§ **What the task requires**
Go through the entries below, tally each line that has the word "other", and give only the total.

§ **Task material**
*** Begin section ***
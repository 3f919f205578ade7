//! Geo feed: disease cases joined to their animals for the case map.
//!
//! Built in two steps. Case-only predicates are pushed down to the store and
//! each case is joined to its animal; statistics are then computed over the
//! materialized entry list.

use std::collections::{BTreeSet, HashMap};

use chrono::{DateTime, NaiveDate, Utc};
use serde::{Deserialize, Serialize};

use super::classify::{classify, PresentationStatus};
use crate::db::{CaseFilter, Database, DbResult};
use crate::models::{AnimalRecord, DiseaseCase, DiseaseType, LocationSnapshot, Scope, Severity};

/// Map filter supplied by the caller.
#[derive(Debug, Clone, Default, PartialEq, Serialize, Deserialize)]
#[serde(rename_all = "camelCase", default)]
pub struct GeoFeedFilter {
    /// Matched case-insensitively against the joined animal
    pub species: Option<String>,
    pub severity: Option<Severity>,
    pub status: Option<PresentationStatus>,
    pub province: Option<String>,
    pub district: Option<String>,
    pub disease_type: Option<DiseaseType>,
    pub diagnosed_from: Option<NaiveDate>,
    pub diagnosed_to: Option<NaiveDate>,
    /// Drop cases without latitude/longitude
    pub require_coordinates: bool,
}

impl GeoFeedFilter {
    /// Store-side predicates, intersected with the caller's scope.
    ///
    /// `None` when the filter asks for a location outside the scope.
    pub fn case_filter(&self, scope: &Scope) -> Option<CaseFilter> {
        let mut filter = CaseFilter::within(scope);
        if !narrow(&mut filter.province, &self.province) {
            return None;
        }
        if !narrow(&mut filter.district, &self.district) {
            return None;
        }
        filter.severity = self.severity;
        filter.disease_type = self.disease_type;
        filter.diagnosed_from = self.diagnosed_from;
        filter.diagnosed_to = self.diagnosed_to;
        filter.require_coordinates = self.require_coordinates;
        Some(filter)
    }

    /// Whether any predicate must run on the joined entry.
    fn has_join_predicates(&self) -> bool {
        self.species.is_some() || self.status.is_some()
    }

    fn accepts(&self, entry: &GeoFeedEntry) -> bool {
        if let Some(wanted) = &self.species {
            let wanted = wanted.trim().to_lowercase();
            match &entry.animal {
                Some(animal) if animal.species.trim().to_lowercase() == wanted => {}
                _ => return false,
            }
        }
        if let Some(status) = self.status {
            if entry.status != status {
                return false;
            }
        }
        true
    }
}

fn narrow(current: &mut Option<String>, requested: &Option<String>) -> bool {
    match (current.as_ref(), requested) {
        (_, None) => true,
        (None, Some(value)) => {
            *current = Some(value.clone());
            true
        }
        (Some(existing), Some(value)) => existing == value,
    }
}

/// Animal owner contact.
#[derive(Debug, Clone, PartialEq, Serialize, Deserialize)]
pub struct GeoOwner {
    pub name: String,
    pub phone: String,
}

/// The animal fields shown on the map.
#[derive(Debug, Clone, PartialEq, Serialize, Deserialize)]
#[serde(rename_all = "camelCase")]
pub struct GeoAnimalSummary {
    #[serde(rename = "_id")]
    pub id: String,
    pub tag_number: String,
    pub species: String,
    pub breed: String,
    pub owner: GeoOwner,
}

impl From<&AnimalRecord> for GeoAnimalSummary {
    fn from(animal: &AnimalRecord) -> Self {
        Self {
            id: animal.id.clone(),
            tag_number: animal.animal_id.clone(),
            species: animal.species.clone(),
            breed: animal.breed.clone(),
            owner: GeoOwner {
                name: animal.owner_name.clone(),
                phone: animal.owner_contact.clone(),
            },
        }
    }
}

#[derive(Debug, Clone, PartialEq, Serialize, Deserialize)]
pub struct GeoDisease {
    pub name: String,
    #[serde(rename = "type")]
    pub disease_type: DiseaseType,
    pub severity: Severity,
}

#[derive(Debug, Clone, PartialEq, Serialize, Deserialize)]
pub struct GeoVeterinarian {
    pub name: String,
}

/// One map marker.
#[derive(Debug, Clone, PartialEq, Serialize, Deserialize)]
#[serde(rename_all = "camelCase")]
pub struct GeoFeedEntry {
    #[serde(rename = "_id")]
    pub id: String,
    pub case_id: String,
    /// `None` when the animal no longer exists
    pub animal: Option<GeoAnimalSummary>,
    pub disease: GeoDisease,
    /// Snapshot taken when the case was reported
    pub location: LocationSnapshot,
    pub diagnosis_date: NaiveDate,
    pub reported_date: DateTime<Utc>,
    pub veterinarian: GeoVeterinarian,
    pub symptoms: Vec<String>,
    pub treatment: Option<String>,
    pub status: PresentationStatus,
    pub is_outbreak: bool,
    pub affected_animals_count: u32,
    pub notes: Option<String>,
}

impl GeoFeedEntry {
    /// Join a case with its animal, if any.
    pub fn join(case: &DiseaseCase, animal: Option<&AnimalRecord>) -> Self {
        Self {
            id: case.id.clone(),
            case_id: case.report_id.clone(),
            animal: animal.map(GeoAnimalSummary::from),
            disease: GeoDisease {
                name: case.disease_name.clone(),
                disease_type: case.disease_type,
                severity: case.severity,
            },
            location: case.location.clone(),
            diagnosis_date: case.diagnosis_date,
            reported_date: case.reported_date,
            veterinarian: GeoVeterinarian {
                name: case.reported_by.clone(),
            },
            symptoms: case.symptoms.clone(),
            treatment: case.treatment_provided.clone(),
            status: classify(case).presentation_status,
            is_outbreak: case.is_outbreak,
            affected_animals_count: case.affected_animals_count,
            notes: case.notes.clone(),
        }
    }
}

#[derive(Debug, Clone, Default, PartialEq, Eq, Serialize, Deserialize)]
pub struct SeverityCounts {
    pub mild: u64,
    pub moderate: u64,
    pub severe: u64,
    pub critical: u64,
}

#[derive(Debug, Clone, Default, PartialEq, Eq, Serialize, Deserialize)]
pub struct SpeciesCounts {
    pub cattle: u64,
    pub goats: u64,
    pub sheep: u64,
    pub pigs: u64,
    pub poultry: u64,
    pub other: u64,
}

impl SpeciesCounts {
    /// Count one species. Blank species count nowhere.
    pub fn record(&mut self, species: &str) {
        match species.trim().to_lowercase().as_str() {
            "" => {}
            "cattle" => self.cattle += 1,
            "goats" => self.goats += 1,
            "sheep" => self.sheep += 1,
            "pigs" => self.pigs += 1,
            "poultry" => self.poultry += 1,
            _ => self.other += 1,
        }
    }
}

#[derive(Debug, Clone, Default, PartialEq, Eq, Serialize, Deserialize)]
pub struct StatusCounts {
    pub active: u64,
    pub treated: u64,
    pub recovered: u64,
    pub deceased: u64,
}

#[derive(Debug, Clone, Default, PartialEq, Eq, Serialize, Deserialize)]
pub struct TypeCounts {
    pub viral: u64,
    pub bacterial: u64,
    pub parasitic: u64,
    pub fungal: u64,
    pub other: u64,
}

/// Summary statistics over the returned entries.
#[derive(Debug, Clone, Default, PartialEq, Eq, Serialize, Deserialize)]
#[serde(rename_all = "camelCase")]
pub struct GeoFeedStats {
    pub total_cases: u64,
    pub active_outbreaks: u64,
    /// Number of entries
    pub affected_animals: u64,
    /// Distinct non-blank sectors
    pub affected_locations: u64,
    pub by_severity: SeverityCounts,
    pub by_species: SpeciesCounts,
    pub by_status: StatusCounts,
    pub by_type: TypeCounts,
}

impl GeoFeedStats {
    pub fn from_entries(entries: &[GeoFeedEntry]) -> Self {
        let mut stats = GeoFeedStats {
            total_cases: entries.len() as u64,
            affected_animals: entries.len() as u64,
            ..Default::default()
        };
        let mut sectors = BTreeSet::new();

        for entry in entries {
            stats.active_outbreaks += u64::from(entry.is_outbreak);

            let sector = entry.location.sector.trim();
            if !sector.is_empty() {
                sectors.insert(sector);
            }

            match entry.disease.severity {
                Severity::Mild => stats.by_severity.mild += 1,
                Severity::Moderate => stats.by_severity.moderate += 1,
                Severity::Severe => stats.by_severity.severe += 1,
                Severity::Critical => stats.by_severity.critical += 1,
            }

            if let Some(animal) = &entry.animal {
                stats.by_species.record(&animal.species);
            }

            match entry.status {
                PresentationStatus::Active => stats.by_status.active += 1,
                PresentationStatus::Treated => stats.by_status.treated += 1,
                PresentationStatus::Recovered => stats.by_status.recovered += 1,
                PresentationStatus::Deceased => stats.by_status.deceased += 1,
            }

            match entry.disease.disease_type {
                DiseaseType::Viral => stats.by_type.viral += 1,
                DiseaseType::Bacterial => stats.by_type.bacterial += 1,
                DiseaseType::Parasitic => stats.by_type.parasitic += 1,
                DiseaseType::Fungal => stats.by_type.fungal += 1,
                DiseaseType::Other => stats.by_type.other += 1,
            }
        }

        stats.affected_locations = sectors.len() as u64;
        stats
    }
}

/// Entries plus their statistics.
#[derive(Debug, Clone, Default, PartialEq, Serialize, Deserialize)]
pub struct GeoFeed {
    pub cases: Vec<GeoFeedEntry>,
    pub stats: GeoFeedStats,
}

/// Join, post-filter and cap already-fetched cases.
///
/// `cases` must be ordered newest first; `animals` is keyed by store id.
pub fn assemble(
    cases: &[DiseaseCase],
    animals: &HashMap<String, AnimalRecord>,
    filter: &GeoFeedFilter,
    limit: usize,
) -> GeoFeed {
    let entries: Vec<GeoFeedEntry> = cases
        .iter()
        .map(|case| GeoFeedEntry::join(case, animals.get(&case.animal_id)))
        .filter(|entry| filter.accepts(entry))
        .take(limit)
        .collect();
    let stats = GeoFeedStats::from_entries(&entries);
    GeoFeed {
        cases: entries,
        stats,
    }
}

/// Builds the geo feed from the store.
pub struct GeoFeedBuilder<'a> {
    db: &'a Database,
    limit: usize,
}

impl<'a> GeoFeedBuilder<'a> {
    pub fn new(db: &'a Database, limit: usize) -> Self {
        Self { db, limit }
    }

    pub fn build(&self, scope: &Scope, filter: &GeoFeedFilter) -> DbResult<GeoFeed> {
        let Some(mut case_filter) = filter.case_filter(scope) else {
            tracing::debug!("geo filter lies outside caller scope");
            return Ok(GeoFeed::default());
        };
        // Without post-join predicates the store can apply the cap itself.
        if !filter.has_join_predicates() {
            case_filter.limit = Some(self.limit);
        }
        let cases = self.db.list_cases(&case_filter)?;

        let mut ids: Vec<String> = cases.iter().map(|c| c.animal_id.clone()).collect();
        ids.sort();
        ids.dedup();
        let animals: HashMap<String, AnimalRecord> = self
            .db
            .get_animals_by_ids(&ids)?
            .into_iter()
            .map(|a| (a.id.clone(), a))
            .collect();

        let feed = assemble(&cases, &animals, filter, self.limit);
        tracing::debug!(
            fetched = cases.len(),
            returned = feed.cases.len(),
            "geo feed built"
        );
        Ok(feed)
    }
}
*** End section ***
§ **Output of the task**
4